Patent

How much patent agent charge for a complete patent application? How much are government fees? A complete guide on cost of complete patent application in India

By Abhijit Bhand | September 21, 2025

It is often assumed that patenting is prohibitively expensive, yet most calls we receive are not about legal complexity, but about numbers. Applicants want to know what a complete specification will cost, what the Indian Patent Office will charge, and where professional fees fit in. This guide puts hard figures on every significant cost head and shows how to budget smartly for a complete patent application in India.

What exactly sits inside “cost of a complete patent application”?

At the filing stage, your outlay typically has two parts: government fees prescribed in the First Schedule to the Patents Rules, and professional charges for drafting and prosecution. Government fees are public, fixed, and depend on who the applicant is. Professional fees vary with complexity, sector, and the experience of your patent agent.

The official fee schedule is set out by the Office of the Controller General of Patents, Designs and Trade Marks. The current First Schedule groups “natural person, startup, small entity, educational institution” together in one slab, and “others” in another, with separate amounts for e-filing and physical filing. Key heads are extracted below, with figures for e-filing because most applicants file online.

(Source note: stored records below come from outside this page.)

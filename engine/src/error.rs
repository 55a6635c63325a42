//! Error types for engine operations.

/// Result type for engine operations
pub type EngineResult<T> = Result<T, EngineError>;

/// Error type for engine operations
#[derive(Debug, thiserror::Error)]
pub enum EngineError {
    #[error("Load error: {0}")]
    Load(String),

    #[error("Configuration error: {0}")]
    Configuration(String),

    #[error("Unknown zone: {0}")]
    UnknownZone(String),

    #[error("Internal error: {0}")]
    Internal(String),
}

impl From<String> for EngineError {
    fn from(s: String) -> Self {
        EngineError::Internal(s)
    }
}

impl From<&str> for EngineError {
    fn from(s: &str) -> Self {
        EngineError::Internal(s.to_string())
    }
}
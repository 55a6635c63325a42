//! Query services layered over the immutable dataset.
//!
//! [`dashboard`] is the single entry point external renderers depend on;
//! [`timeline`] and [`zone_report`] hold the pure computations it
//! delegates to for the time-series and per-zone views.

pub mod dashboard;
pub mod timeline;
pub mod zone_report;

pub use dashboard::{DashboardService, DashboardSnapshot};
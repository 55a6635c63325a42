//! Daily time-series derivation.
//!
//! Both series are computed over the full dataset rather than the active
//! date filter: the timeline is what a date brush is drawn on, so it must
//! not shrink to its own selection.

use chrono::NaiveDate;
use serde::{Deserialize, Serialize};
use std::collections::BTreeMap;

use crate::core::domain::MovementDataset;
use crate::geometry::ZoneIndex;

/// One day of a derived series.
#[derive(Debug, Clone, PartialEq, Serialize, Deserialize)]
pub struct TimelinePoint {
    pub date: NaiveDate,
    pub value: f64,
}

/// Total transacted cargo quantity per day, across all companies.
pub fn cargo_volume_daily(dataset: &MovementDataset) -> Vec<TimelinePoint> {
    let mut daily: BTreeMap<NaiveDate, f64> = BTreeMap::new();
    for transaction in &dataset.transactions {
        *daily.entry(transaction.date).or_insert(0.0) += transaction.quantity_tons;
    }

    daily
        .into_iter()
        .map(|(date, value)| TimelinePoint { date, value })
        .collect()
}

/// Number of forbidden-zone pings per day for one company's vessels.
pub fn suspicious_pings_daily(
    dataset: &MovementDataset,
    zones: &ZoneIndex,
    company: &str,
) -> Vec<TimelinePoint> {
    let mut daily: BTreeMap<NaiveDate, u64> = BTreeMap::new();

    for vessel in dataset
        .vessels
        .iter()
        .filter(|v| v.company.as_deref() == Some(company))
    {
        for ping in dataset.vessel_pings(&vessel.id) {
            let Some(point) = dataset.resolve_location(&ping.location_id) else {
                continue;
            };
            if zones.first_match(point).is_some() {
                *daily.entry(ping.time.date_naive()).or_insert(0) += 1;
            }
        }
    }

    daily
        .into_iter()
        .map(|(date, count)| TimelinePoint {
            date,
            value: count as f64,
        })
        .collect()
}
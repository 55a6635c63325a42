//! Dataset validation with detailed error and warning reporting.
//!
//! This module inspects an assembled dataset for quality issues: vessels
//! without a company, pings that cannot be resolved to coordinates,
//! malformed dates dropped at parse time, and duplicate identifiers.
//! Errors indicate the dataset is unusable; warnings are informational
//! and expected on real-world payloads.

use serde::{Deserialize, Serialize};
use std::collections::HashSet;

use crate::core::domain::MovementDataset;

/// Validation outcome with categorized issues and statistics.
#[derive(Debug, Clone, Serialize, Deserialize)]
pub struct ValidationResult {
    pub is_valid: bool,
    pub errors: Vec<String>,
    pub warnings: Vec<String>,
    pub stats: ValidationStats,
}

/// Summary statistics computed during validation.
#[derive(Debug, Clone, Default, Serialize, Deserialize)]
pub struct ValidationStats {
    pub total_vessels: usize,
    pub vessels_without_company: usize,
    pub duplicate_vessel_ids: usize,
    pub total_pings: usize,
    pub unresolvable_pings: usize,
    pub malformed_ping_dates: usize,
    pub malformed_transaction_dates: usize,
    pub missing_quantities: usize,
    pub total_zones: usize,
    pub total_location_nodes: usize,
    pub location_nodes_without_geometry: usize,
}

impl ValidationResult {
    pub fn new() -> Self {
        Self {
            is_valid: true,
            errors: Vec::new(),
            warnings: Vec::new(),
            stats: ValidationStats::default(),
        }
    }

    /// Adds a critical error and marks the result as invalid.
    pub fn add_error(&mut self, error: String) {
        self.is_valid = false;
        self.errors.push(error);
    }

    /// Adds a non-critical warning without invalidating the result.
    pub fn add_warning(&mut self, warning: String) {
        self.warnings.push(warning);
    }
}

impl Default for ValidationResult {
    fn default() -> Self {
        Self::new()
    }
}

/// Validator for the assembled movement dataset.
pub struct DatasetValidator;

impl DatasetValidator {
    /// Validates the dataset and collects statistics.
    pub fn validate(dataset: &MovementDataset) -> ValidationResult {
        let mut result = ValidationResult::new();

        result.stats.total_vessels = dataset.vessels.len();
        result.stats.total_pings = dataset.pings.len();
        result.stats.total_zones = dataset.zones.len();
        result.stats.total_location_nodes = dataset.location_nodes.len();
        result.stats.malformed_ping_dates = dataset.ingest.malformed_ping_dates;
        result.stats.malformed_transaction_dates = dataset.ingest.malformed_transaction_dates;
        result.stats.missing_quantities = dataset.ingest.missing_quantities;

        if dataset.vessels.is_empty() {
            result.add_error("Dataset contains no vessels".to_string());
        }

        Self::check_duplicate_vessels(dataset, &mut result);

        result.stats.vessels_without_company = dataset
            .vessels
            .iter()
            .filter(|v| v.company.is_none())
            .count();
        if result.stats.vessels_without_company > 0 {
            result.add_warning(format!(
                "{} vessels have no company and are excluded from company aggregation",
                result.stats.vessels_without_company
            ));
        }

        result.stats.unresolvable_pings = dataset
            .pings
            .iter()
            .filter(|p| dataset.resolve_location(&p.location_id).is_none())
            .count();
        if result.stats.unresolvable_pings > 0 {
            result.add_warning(format!(
                "{} pings reference locations with no resolvable coordinates",
                result.stats.unresolvable_pings
            ));
        }

        result.stats.location_nodes_without_geometry = dataset
            .location_nodes
            .iter()
            .filter(|n| dataset.resolve_location(&n.id).is_none())
            .count();
        if result.stats.location_nodes_without_geometry > 0 {
            result.add_warning(format!(
                "{} location nodes have no matching point feature",
                result.stats.location_nodes_without_geometry
            ));
        }

        if dataset.ingest.malformed_ping_dates > 0 {
            result.add_warning(format!(
                "{} pings with malformed timestamps were dropped at parse time",
                dataset.ingest.malformed_ping_dates
            ));
        }

        result
    }

    fn check_duplicate_vessels(dataset: &MovementDataset, result: &mut ValidationResult) {
        let mut seen = HashSet::new();
        let mut duplicates = 0;

        for vessel in &dataset.vessels {
            if !seen.insert(&vessel.id) {
                duplicates += 1;
                if duplicates <= 5 {
                    result.add_error(format!("Duplicate vessel id: {}", vessel.id));
                }
            }
        }

        if duplicates > 5 {
            result.add_error(format!(
                "Total duplicate vessel ids: {} (showing first 5)",
                duplicates
            ));
        }

        result.stats.duplicate_vessel_ids = duplicates;
    }
}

Government fees for a complete specification, at a glance

Filing a complete application (Form 1 + Form 2)

  • Filing fee for up to 30 pages and 10 claims:
    • Natural person / startup / small entity / educational institution: ₹1,600
    • Others: ₹8,000.
    Physical filing carries a higher amount under the Schedule. Excess page and excess claim fees apply from the first page beyond 30 and the 11th claim, respectively.

  • Excess fees at filing:
    • Per extra page beyond 30: ₹160 (others ₹800)
    • Per extra claim beyond 10: ₹320 (others ₹1,600).
    Sequence listings attract per-page fees with capped totals, as specified.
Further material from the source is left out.